Gilead has formed a 10-year collaboration with Arcus Biosciences to jointly develop and sell cancer immunotherapies, the latest effort in a long-running push by the Foster City, California-based biotech to establish a profitable oncology business.Per deal terms, Gilead will pay Arcus $175 million in cash and buy $200 million worth of Arcus shares at $33.54 apiece, giving it between an 11% and 12% stake in the smaller company. In return, Gilead gets access to Arcus’ “current and future” drug pipeline, with includes rights to zimberelimab, a drug that works similarly to Merck & Co.’s Keytruda, as well as an option to license other drugs.The deal broadens Gilead’s research and development of drugs for solid tumors. It’s also a bet by Gilead that Arcus can help it develop treatment combinations that boost the benefits of first generation immunotherapies, which have changed the standard of care for many cancers but still only work well for a fraction of patients.

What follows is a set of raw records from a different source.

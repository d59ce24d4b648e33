//! Integration tests for the public `Database` API.
//!
//! These tests exercise the full storage stack (Buffer -> Segment ->
//! Block -> Record views) through the public
//! `corpusdb::database::Database` surface only. No internal modules are
//! referenced, except `corpusdb::transaction` for atomic-operation
//! coverage, which is itself part of the public API.
//!
//! ## Coverage areas
//! - **Named scenarios** (spec.md §8.2): basic add/verify, offset
//!   idempotence, range explore, infix search, chronologize, crash
//!   recovery.
//! - **Lifecycle**: open, reopen, background transport start/stop.
//! - **Multi-record / multi-field**: `select_record`, `review_record`,
//!   `browse`.
//! - **Durability**: writes survive a reopen once synced and drained.
//! - **Atomic operations**: `Transaction` commit and abort via the
//!   public `transaction` module.
//!
//! ## See also
//! - [`database::tests`] (crate-internal) — unit-level coverage of the
//!   same API surface.
//! - `integration_coverage` — recovery and inventory edge cases.
//! - `integration_hardening` — boundary values and error paths.

use corpusdb::config::EngineConfig;
use corpusdb::database::Database;
use corpusdb::transaction::Transaction;
use corpusdb::value::{Action, Identifier, Operator, Text, Value};
use corpusdb::write::Write;
use std::collections::BTreeSet;
use tempfile::TempDir;

// ------------------------------------------------------------------------------------------------
// Helpers
// ------------------------------------------------------------------------------------------------

/// A config with a small bloom filter sizing hint, since these tests
/// never approach the production default of 10,000 expected items, and a
/// tiny buffer page size so a single write is enough to fill and rotate
/// a page rather than sitting in the still-mutable current one.
fn small_config(root: &std::path::Path) -> EngineConfig {
    let mut config = EngineConfig::new(root);
    config.bloom_filter_expected_items = 128;
    config.page_size = 1;
    config
}

fn write(action: Action, key: &str, value: Value, record: u64, version: i64) -> Write {
    Write::new(action, Text::new(key), value, Identifier::new(record), version)
}

/// Close out the buffer's current page with a throwaway write and drain
/// every closed page into segments. `Buffer::transport` never drains the
/// current (writer-owned) page, so without this trailing write the most
/// recent real write would never leave the buffer.
fn drain_all(db: &Database) {
    let flush = write(Action::Add, "__flush__", Value::Int64(0), u64::MAX, 0);
    db.ingest(&flush, true).unwrap();
    while db.drain_buffer(64).unwrap() > 0 {}
}

/// Ingest `w` with `sync=true` and immediately drain it into a segment.
fn ingest_and_drain(db: &Database, w: &Write) {
    db.ingest(w, true).unwrap();
    drain_all(db);
}

// ================================================================================================
// Scenario 1 — basic add/verify
// ================================================================================================

/// # Scenario
/// `accept(ADD "name" "alice" 1)` then `verify("name","alice",1)`.
///
/// # Expected behavior
/// Returns `true` for the written value, `false` for any other.
#[test]
fn scenario_basic_add_verify() {
    let dir = TempDir::new().unwrap();
    let db = Database::open(small_config(dir.path())).unwrap();

    ingest_and_drain(&db, &write(Action::Add, "name", Value::String("alice".into()), 1, 1));

    let name = Text::new("name");
    assert!(db.verify(&name, &Value::String("alice".into()), Identifier::new(1), None).unwrap());
    assert!(!db.verify(&name, &Value::String("bob".into()), Identifier::new(1), None).unwrap());
}

// ================================================================================================
// Scenario 2 — offset idempotence
// ================================================================================================

/// # Scenario
/// `ADD "k" "v" 1`, `REMOVE "k" "v" 1`, `ADD "k" "v" 1`, `REMOVE "k" "v" 1`.
///
/// # Expected behavior
/// `verify("k","v",1) -> false` and the field's history has length 4.
#[test]
fn scenario_offset_idempotence() {
    let dir = TempDir::new().unwrap();
    let db = Database::open(small_config(dir.path())).unwrap();

    let key = Text::new("k");
    let value = Value::String("v".into());
    for (action, version) in [(Action::Add, 1), (Action::Remove, 2), (Action::Add, 3), (Action::Remove, 4)] {
        ingest_and_drain(&db, &write(action, "k", value.clone(), 1, version));
    }

    assert!(!db.verify(&key, &value, Identifier::new(1), None).unwrap());
    assert_eq!(db.review(&key, Identifier::new(1)).unwrap().len(), 4);
}

// ================================================================================================
// Scenario 3 — range explore
// ================================================================================================

/// # Scenario
/// `ADD "age" 20 r1`, `ADD "age" 30 r2`, `ADD "age" 40 r3`.
///
/// # Expected behavior
/// `explore("age", BETWEEN, 25, 40) -> {r2}` — half-open range excludes 40.
#[test]
fn scenario_range_explore() {
    let dir = TempDir::new().unwrap();
    let db = Database::open(small_config(dir.path())).unwrap();

    for (record, age) in [(1u64, 20i64), (2u64, 30i64), (3u64, 40i64)] {
        ingest_and_drain(&db, &write(Action::Add, "age", Value::Int64(age), record, age));
    }

    let hits = db.explore(&Text::new("age"), Operator::Between, &[Value::Int64(25), Value::Int64(40)], None).unwrap();
    let records: BTreeSet<Identifier> = hits.values().flatten().cloned().collect();
    assert_eq!(records, [Identifier::new(2)].into_iter().collect());
}

// ================================================================================================
// Scenario 4 — infix search
// ================================================================================================

/// # Scenario
/// `ADD "bio" "Johnny appleseed" 7`.
///
/// # Expected behavior
/// `search("bio","apple") -> {7}`, case-insensitive `search("bio","JOHN") -> {7}`,
/// `search("bio","xyz") -> {}`.
#[test]
fn scenario_infix_search() {
    let dir = TempDir::new().unwrap();
    let db = Database::open(small_config(dir.path())).unwrap();

    ingest_and_drain(&db, &write(Action::Add, "bio", Value::String("Johnny appleseed".into()), 7, 1));

    let bio = Text::new("bio");
    assert_eq!(db.search(&bio, "apple").unwrap(), vec![(Identifier::new(7), 1)]);
    assert!(!db.search(&bio, "JOHN").unwrap().is_empty());
    assert!(db.search(&bio, "xyz").unwrap().is_empty());
}

// ================================================================================================
// Scenario 5 — chronologize
// ================================================================================================

/// # Scenario
/// `ADD k v1 @ t1`, `ADD k v2 @ t2`, `REMOVE k v1 @ t3`.
///
/// # Expected behavior
/// `chronologize("k", r, t1, t3)` returns the accumulated present-value
/// set as of each version in range: `{t1:{v1}, t2:{v1,v2}, t3:{v2}}`.
#[test]
fn scenario_chronologize() {
    let dir = TempDir::new().unwrap();
    let db = Database::open(small_config(dir.path())).unwrap();

    let v1 = Value::String("v1".into());
    let v2 = Value::String("v2".into());
    ingest_and_drain(&db, &write(Action::Add, "k", v1.clone(), 1, 10));
    ingest_and_drain(&db, &write(Action::Add, "k", v2.clone(), 1, 20));
    ingest_and_drain(&db, &write(Action::Remove, "k", v1.clone(), 1, 30));

    let snapshots = db.chronologize(&Text::new("k"), Identifier::new(1), 10, 30).unwrap();

    let expected: std::collections::BTreeMap<i64, std::collections::BTreeSet<Value>> = [
        (10, [v1.clone()].into_iter().collect()),
        (20, [v1.clone(), v2.clone()].into_iter().collect()),
        (30, [v2].into_iter().collect()),
    ]
    .into_iter()
    .collect();

    assert_eq!(snapshots, expected);
}

// ================================================================================================
// Scenario 6 — crash recovery
// ================================================================================================

/// # Scenario
/// Insert N writes with `sync=true`, drop the `Database` handle without
/// draining the buffer (simulating a crash before transport ran), then
/// reopen at the same root.
///
/// # Expected behavior
/// Every one of the N writes is visible after reopening and draining —
/// the buffer's durable log survives the "crash" and is replayed exactly
/// once each, with no duplicates and no losses.
#[test]
fn scenario_crash_recovery_replays_durable_buffer() {
    let dir = TempDir::new().unwrap();
    let n = 50u64;

    {
        let db = Database::open(small_config(dir.path())).unwrap();
        for i in 0..n {
            db.ingest(&write(Action::Add, "name", Value::String(format!("user-{i}")), i, i as i64 + 1), true).unwrap();
        }
        // Deliberately no drain_buffer call here — the page is durable
        // (synced) but never transported, simulating a crash mid-run.
    }

    let db = Database::open(small_config(dir.path())).unwrap();
    drain_all(&db);

    for i in 0..n {
        assert!(db.contains(Identifier::new(i)).unwrap(), "record {i} missing after recovery");
        assert!(db.verify(&Text::new("name"), &Value::String(format!("user-{i}")), Identifier::new(i), None).unwrap());
    }
}

/// # Scenario
/// A committed [`Transaction`] leaves a backup file in the transaction
/// directory only while in flight; reopening the database after a
/// successful commit must not replay it again.
///
/// # Expected behavior
/// The transaction's writes are present exactly once after reopening.
#[test]
fn scenario_crash_recovery_transaction_backup_applied_once() {
    let dir = TempDir::new().unwrap();
    let config = small_config(dir.path());
    let txn_dir = config.transaction_dir();

    {
        let db = Database::open(config.clone()).unwrap();
        let mut txn = Transaction::new(&db, txn_dir.clone(), 1);
        let value = Value::String("from-txn".into());
        let composite = corpusdb::value::Composite::builder().add(&Identifier::new(9)).unwrap().build();
        txn.stage(composite, write(Action::Add, "name", value, 9, 1)).unwrap();
        txn.commit().unwrap();
    }

    // Reopening replays any leftover *.txn backups; a cleanly committed
    // transaction leaves none, so the value must still appear exactly once.
    let db = Database::open(config).unwrap();
    while db.drain_buffer(64).unwrap() > 0 {}
    assert!(db.verify(&Text::new("name"), &Value::String("from-txn".into()), Identifier::new(9), None).unwrap());
}

// ================================================================================================
// Lifecycle
// ================================================================================================

/// Writes made before a clean `sync()` + reopen are durable and visible.
#[test]
fn reopen_after_sync_preserves_data() {
    let dir = TempDir::new().unwrap();

    {
        let db = Database::open(small_config(dir.path())).unwrap();
        ingest_and_drain(&db, &write(Action::Add, "name", Value::String("alice".into()), 1, 1));
        db.sync().unwrap();
    }

    let db = Database::open(small_config(dir.path())).unwrap();
    assert!(db.verify(&Text::new("name"), &Value::String("alice".into()), Identifier::new(1), None).unwrap());
}

/// The background transport loop drains buffered writes without any
/// explicit `drain_buffer` call, and `stop()` joins cleanly.
#[test]
fn background_transport_loop_drains_without_manual_calls() {
    let dir = TempDir::new().unwrap();
    let db = Database::open(small_config(dir.path())).unwrap();
    db.start().unwrap();

    db.ingest(&write(Action::Add, "name", Value::String("bg".into()), 1, 1), true).unwrap();
    // The background loop only ever drains a closed page; push one more
    // write so the page holding the write above rotates out.
    db.ingest(&write(Action::Add, "__flush__", Value::Int64(0), u64::MAX, 0), true).unwrap();

    let deadline = std::time::Instant::now() + std::time::Duration::from_secs(5);
    while !db.contains(Identifier::new(1)).unwrap() && std::time::Instant::now() < deadline {
        std::thread::sleep(std::time::Duration::from_millis(10));
    }

    db.stop().unwrap();
    assert!(db.contains(Identifier::new(1)).unwrap());
}

// ================================================================================================
// Multi-record / multi-field reads
// ================================================================================================

/// `select_record` and `review_record` aggregate every field ever
/// written for a record, not just one key.
#[test]
fn select_record_and_review_record_cover_every_field() {
    let dir = TempDir::new().unwrap();
    let db = Database::open(small_config(dir.path())).unwrap();

    ingest_and_drain(&db, &write(Action::Add, "name", Value::String("ada".into()), 1, 1));
    ingest_and_drain(&db, &write(Action::Add, "age", Value::Int64(32), 1, 2));

    let snapshot = db.select_record(Identifier::new(1), None).unwrap();
    assert_eq!(snapshot.get(&Text::new("name")).unwrap(), &[Value::String("ada".into())].into_iter().collect());
    assert_eq!(snapshot.get(&Text::new("age")).unwrap(), &[Value::Int64(32)].into_iter().collect());

    let history = db.review_record(Identifier::new(1)).unwrap();
    assert_eq!(history.len(), 2);
}

/// `browse` inverts the secondary index: every distinct value maps to
/// the set of records currently holding it.
#[test]
fn browse_groups_records_by_shared_value() {
    let dir = TempDir::new().unwrap();
    let db = Database::open(small_config(dir.path())).unwrap();

    ingest_and_drain(&db, &write(Action::Add, "team", Value::String("blue".into()), 1, 1));
    ingest_and_drain(&db, &write(Action::Add, "team", Value::String("blue".into()), 2, 2));
    ingest_and_drain(&db, &write(Action::Add, "team", Value::String("red".into()), 3, 3));

    let grouped = db.browse(&Text::new("team"), None).unwrap();
    assert_eq!(
        grouped.get(&Value::String("blue".into())).unwrap(),
        &[Identifier::new(1), Identifier::new(2)].into_iter().collect()
    );
    assert_eq!(grouped.get(&Value::String("red".into())).unwrap(), &[Identifier::new(3)].into_iter().collect());
}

Tuesday’s deal marks another significant step by Gilead to bolster its cancer drug business, which has yet to take off despite multiple investments.
A decade-long stretch of cancer dealmaking has ultimately led to two approved products for Gilead. One, the blood cancer drug Zydelig, was acquired through its 2011 buyout of Calistoga Pharmaceuticals. Gilead got the other, the cell therapy Yescarta, when it paid $12 billion for Kite Pharma in 2018.
The two therapies generated $559 million out of Gilead’s $22.1 billion in sales in 2019. Most of the company’s sales, some $16.4 billion, are still derived from its flagship HIV medicines.
Yet Gilead executives, including CEO Daniel O’Day, have been vocal about continuing their push into oncology, focusing in particular on the fast-moving and competitive field of cancer immunotherapy. In March, the drugmaker bought Forty-Seven for $4.9 billion, largely for the immunotherapy magrolimab, which is being tested against a variety of blood cancers.
Now Gilead is paying $375 million in cash and stock to start a wide-ranging alliance with Arcus that gives it access to four immuno-oncology drugs in human trials and another six cancer medicines in preclinical tests.
Arcus’s portfolio includes both small molecule drugs and antibodies. The company, also based in California, is exploring cancer targets that are either well-established — zimberelimab, for instance, targets the same PD-1 protein as marketed medicines Opdivo and Keytruda — or picking up steam, like a protein called TIGIT that Arcus’ AB154 is designed to block.
Those drugs “are likely to prove complementary” to the ones Gilead acquired in the Forty-Seven and Kite deals, wrote SVB Leerink analyst Geoffrey Porges in a Wednesday note to clients. They also could help Gilead treat solid tumors — common cancers of the lung, prostate and colon — not just the blood cancers that have thus far been its focus.
“Instantly, Gilead has gained credibility and critical mass in oncology, in our opinion,” Porges wrote.
By acquiring a suite of potential medicines, Gilead’s aim appears to be expanding the reach of cancer immunotherapy, which can provide stunningly long-lasting results for some, but doesn’t work at all for others.
Drugmakers across the industry have turned to treatment combinations to achieve that goal, and anti-TIGIT drugs, like AB154, have drawn attention as potential partner therapies.
Roche recently disclosed early results from its own TIGIT inhibitor, called tiragolumab, ahead of the American Society of Clinical Oncology’s annual meeting, which is happening this week. The data show tiragolumab may boost the effects of the first-generation immunotherapy Tecentriq in lung cancer patients, and “validated TIGIT as a viable target,” according to Cantor Fitzgerald analyst Alethia Young.
Gilead can opt in to all of Arcus’ other clinical-stage drugs, among them AB154, for between $200 million and $275 million each. It would pay less, $150 million per program, to buy into Arcus drugs in earlier stages. The two companies would split U.S. rights, with Gilead getting full rights elsewhere. Gilead will also pay Arcus up to $400 million to fund its research work. In total, the drugmaker could shell out $1.23 billion in future payments, though that cash is tied to a variety of milestones.
The deal is similar, in many ways, to the broad partnership Gilead started with Galapagos last year. That pact was also a 10-year deal in which Gilead bought a minority stake and options to acquire several drugs, while leaving the Belgian drugmaker to continue its research independently.
There is one key difference, however. The Galapagos deal bars Gilead from acquiring more than 29.9% of shares — and the company, overall — over the full length of the deal. With Arcus, Gilead can’t buy more than 35% of total voting shares of the biotech for five years, half of the deal’s term. The company “presumably also has a call option to double down and fully acquire Arcus if the profit-sharing obligation becomes too large,” Porges wrote.
Bloomberg reported Gilead’s interest in acquiring a significant stake in Arcus in April, which caused Arcus shares to nearly double, eclipsing $30 apiece. The company went public at $15 a share in 2018, and shares closed at $33.54 on Tuesday. They fell 10%, to $30.10 apiece, on the news.